Event Design

Panels Don’t Work — Or Do They? 

Business execs on a stage.

Skift Take

Most panels are a waste of time. A shame, as they can be highly productive when planned with intent. 

Two-thirds of meeting attendees do not like panel discussions, yet 95 percent of conferences and conventions include them. We’ve all had to sit through painfully dull panels with nothing valuable to share. 

A recent panel was such a waste of time Rafat Ali, the founder and CEO of Skift, posted that very sentiment on LinkedIn, unleashing a firestorm. 

 “I realize the utter futility of four to five industry people, sometimes even more, in a panel of 30 to 45 minutes, ostensibly to discuss a common topic. The moderator, usually a TV anchor or even worse, a retired or wannabe TV anchor, ends up just projecting themselves rather than really trying to get anything meaningful out of this random collection of people,” Ali wrote. 

The only way a panel can work, says Ali, is if they are small. Two to three people. One micro-topic should be the focus. As well as opposing points of view. Build in debate or tension. 

It’s hard to include all viewpoints in a larger one. Often, panelists just sit there on stage waiting for a chance to contribute to the conversation. 

Lazy Way Out

“People do not have high expectations for panels for good reason. It’s a lazy format. Get a moderator, some panelists, and you’re done,” says Kristin Arnold, a meeting facilitator who moderates panels and is on a crusade to make panels livelier and more informative. 

When done with intention, Arnold said they can be riveting. Prep is critical, she says, as is guest and moderator selection.

Differing perspectives work best. “A dialogue, a conversation, versus a bunch of presentations, with a couple of questions at the end,” Arnold says. “People’s attention spaces are shorter than ever. Give them something spontaneous, spur of the moment, that they can’t get on Google or YouTube that they will be talking about.” 

She thinks about the panels she moderates as a TV show with commercial breaks. “Every six to eight minutes, I am shifting gears.
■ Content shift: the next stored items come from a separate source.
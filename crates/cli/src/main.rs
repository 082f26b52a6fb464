//! envhub CLI — the main entry point.
//!
//! Commands:
//! - `init`   — Write a default config file
//! - `serve`  — Start the HTTP server

use clap::{Parser, Subcommand};
use envhub_config::AppConfig;
use std::path::PathBuf;

#[derive(Parser)]
#[command(
    name = "envhub",
    about = "envhub — file workspaces with a model conversation attached",
    version,
    author
)]
struct Cli {
    #[command(subcommand)]
    command: Commands,

    /// Enable verbose logging
    #[arg(short, long, global = true)]
    verbose: bool,
}

#[derive(Subcommand)]
enum Commands {
    /// Write a default config file to ~/.envhub/config.toml
    Init,

    /// Start the HTTP server
    Serve {
        /// Override the port
        #[arg(short, long)]
        port: Option<u16>,

        /// Use a specific config file instead of ~/.envhub/config.toml
        #[arg(short, long)]
        config: Option<PathBuf>,
    },
}

#[tokio::main]
async fn main() -> Result<(), Box<dyn std::error::Error>> {
    let cli = Cli::parse();

    let filter = if cli.verbose { "debug" } else { "info" };
    tracing_subscriber::fmt()
        .with_env_filter(
            tracing_subscriber::EnvFilter::try_from_default_env()
                .unwrap_or_else(|_| tracing_subscriber::EnvFilter::new(filter)),
        )
        .with_target(false)
        .init();

    match cli.command {
        Commands::Init => init()?,
        Commands::Serve { port, config } => serve(port, config).await?,
    }

    Ok(())
}

fn init() -> Result<(), Box<dyn std::error::Error>> {
    let config_dir = AppConfig::config_dir();
    let config_path = config_dir.join("config.toml");

    if config_path.exists() {
        println!("Config already exists at {}", config_path.display());
        return Ok(());
    }

    std::fs::create_dir_all(&config_dir)?;
    std::fs::write(&config_path, AppConfig::default_toml())?;
    println!("Wrote default config to {}", config_path.display());
    println!("Set your API key there or export ENVHUB_API_KEY.");
    Ok(())
}

async fn serve(port: Option<u16>, config_path: Option<PathBuf>) -> Result<(), Box<dyn std::error::Error>> {
    let mut config = match config_path {
        Some(path) => AppConfig::load_from(&path)?,
        None => AppConfig::load()?,
    };

    if let Some(port) = port {
        config.server.port = port;
    }

    tracing::debug!(?config, "Loaded configuration");
    envhub_gateway::start(config).await
}
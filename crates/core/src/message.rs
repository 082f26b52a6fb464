//! Message and Conversation domain types.
//!
//! A conversation is the per-environment chat state: the ordered message log
//! replayed to the model on every call, the running token count, and the flag
//! saying whether the environment's files have been committed as context.

use serde::{Deserialize, Serialize};

/// The default system prompt every conversation starts with.
///
/// `messages[0]` of any conversation is always this prompt; no operation
/// removes it.
pub const DEFAULT_SYSTEM_PROMPT: &str = "You're a helpful assistant who answers questions, \
    generates information based on the files if they are given. \
    Use only plain text without formatting.";

/// Template for a committed file's system message. The filename and content
/// are appended.
const FILE_CONTEXT_TEMPLATE: &str = "This is the content of file ";

/// The role of a message sender in a conversation.
#[derive(Debug, Clone, Copy, PartialEq, Eq, Serialize, Deserialize)]
#[serde(rename_all = "lowercase")]
pub enum Role {
    /// System instructions: the default prompt and committed file contents
    System,
    /// The end user
    User,
    /// The model
    Assistant,
}

/// A single message in a conversation. Order is semantically significant —
/// the log is replayed verbatim as conversation history.
#[derive(Debug, Clone, PartialEq, Eq, Serialize, Deserialize)]
pub struct Message {
    pub role: Role,
    pub content: String,
}

impl Message {
    /// Create a new system message.
    pub fn system(content: impl Into<String>) -> Self {
        Self {
            role: Role::System,
            content: content.into(),
        }
    }

    /// Create a new user message.
    pub fn user(content: impl Into<String>) -> Self {
        Self {
            role: Role::User,
            content: content.into(),
        }
    }

    /// Create a new assistant message.
    pub fn assistant(content: impl Into<String>) -> Self {
        Self {
            role: Role::Assistant,
            content: content.into(),
        }
    }

    /// Create the system message carrying one committed file's content.
    pub fn file_context(filename: &str, content: &str) -> Self {
        Self::system(format!("{FILE_CONTEXT_TEMPLATE}{filename}: {content}"))
    }
}

/// Per-environment chat state: ordered message log, accumulated token usage,
/// and the commit flag.
#[derive(Debug, Clone, Serialize, Deserialize)]
pub struct Conversation {
    /// Ordered messages; index 0 is always the default system prompt.
    pub messages: Vec<Message>,

    /// Cumulative tokens consumed by model exchanges since the last reset.
    pub tokens: u64,

    /// True once file contents have been loaded as system messages; false
    /// again after a reset.
    pub committed: bool,
}

impl Conversation {
    /// Create a fresh conversation: default system prompt only, no tokens,
    /// not committed.
    ///
    /// Each conversation gets its own copy of the default prompt — the list
    /// is never shared between conversations.
    pub fn new() -> Self {
        Self {
            messages: vec![Message::system(DEFAULT_SYSTEM_PROMPT)],
            tokens: 0,
            committed: false,
        }
    }

    /// Create a conversation preloaded with file-derived and extra messages.
    ///
    /// `committed` is true exactly when `file_messages` is non-empty.
    pub fn with_context(file_messages: Vec<Message>, extra_messages: Vec<Message>) -> Self {
        let committed = !file_messages.is_empty();
        let mut messages = vec![Message::system(DEFAULT_SYSTEM_PROMPT)];
        messages.extend(file_messages);
        messages.extend(extra_messages);
        Self {
            messages,
            tokens: 0,
            committed,
        }
    }

    /// Reset in place to the default prompt only, zero tokens, not committed.
    pub fn reset(&mut self) {
        self.messages.truncate(1);
        self.tokens = 0;
        self.committed = false;
    }

    /// Append a message to the log.
    pub fn push(&mut self, message: Message) {
        self.messages.push(message);
    }

    /// The user-visible transcript: every message whose role is not system.
    pub fn transcript(&self) -> Vec<Message> {
        self.messages
            .iter()
            .filter(|m| m.role != Role::System)
            .cloned()
            .collect()
    }
}

impl Default for Conversation {
    fn default() -> Self {
        Self::new()
    }
}
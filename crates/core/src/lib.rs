//! # envhub Core
//!
//! Domain types, traits, and error definitions for the envhub environment
//! backend. This crate has **zero framework dependencies** — it defines the
//! domain model that all other crates implement against.
//!
//! An *environment* is a named workspace combining a file namespace and one
//! conversation with a language model. The capability seams are traits here:
//! `FileStore` for durable file storage, `ModelGateway` for the model backend.
//! Implementations live in their respective crates, all depending inward on
//! this one.

pub mod error;
pub mod file;
pub mod gateway;
pub mod message;
pub mod store;

// Re-export key types at crate root for ergonomics
pub use error::{Error, GatewayError, Result, StorageError};
pub use file::{FileContent, FileRecord, is_file_entry};
pub use gateway::{ChatReply, ModelGateway};
pub use message::{Conversation, DEFAULT_SYSTEM_PROMPT, Message, Role};
pub use store::FileStore;
//! ModelGateway trait — the abstraction over the language-model backend.
//!
//! A gateway sends an ordered message log and returns the assistant's reply
//! plus the token accounting for that exchange. The shape is deliberately
//! minimal: the orchestrator only needs the reply text and the total token
//! count to enforce the per-conversation budget.

use async_trait::async_trait;
use serde::{Deserialize, Serialize};
use crate::error::GatewayError;
use crate::message::Message;

/// The assistant's reply to one exchange.
#[derive(Debug, Clone, Serialize, Deserialize)]
pub struct ChatReply {
    /// The generated text.
    pub content: String,

    /// Total tokens consumed by the exchange (prompt + completion), as
    /// reported by the backend. Zero when the backend reports no usage.
    pub total_tokens: u64,
}

/// The model backend boundary.
#[async_trait]
pub trait ModelGateway: Send + Sync {
    /// A human-readable name for this gateway (e.g., "openai").
    fn name(&self) -> &str;

    /// Send the full ordered message log, get the assistant's reply.
    async fn complete(&self, messages: &[Message]) -> Result<ChatReply, GatewayError>;

    /// Health check — can we reach the backend?
    async fn health_check(&self) -> Result<bool, GatewayError> {
        Ok(true)
    }
}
Shifting the pace. Reframing. Throwing in some activity,” she says. 

Skip the intros and get right into the conversation, she adds. Include bios on a slide or in the app.

Structure Matters

Teymoor Nabili, a journalist, news anchor, communications specialist, and someone who has moderated many panels, agrees with the importance of structure. 

He offers the following guidelines:

– The topic must be focused and relevant, preferably chosen by an expert in the topic area.

 – The headline must be provocative, preferably asking an important question.

 – The panel should consist of two, a maximum of three people.

 – Ideally, the panelists should be from different industries/disciplines but be able to examine the topic question in the context of their own work.

 – The panelists and moderator need to get on a call before the event and get familiar with each other and the desired topic flow. 

– Most importantly, a panel is not for marketing or public relations. 

“In short, unless everyone on the panel is committed to engaging with the issue rather than simply being a company spokesperson, then everyone’s time is wasted,” said Nabili.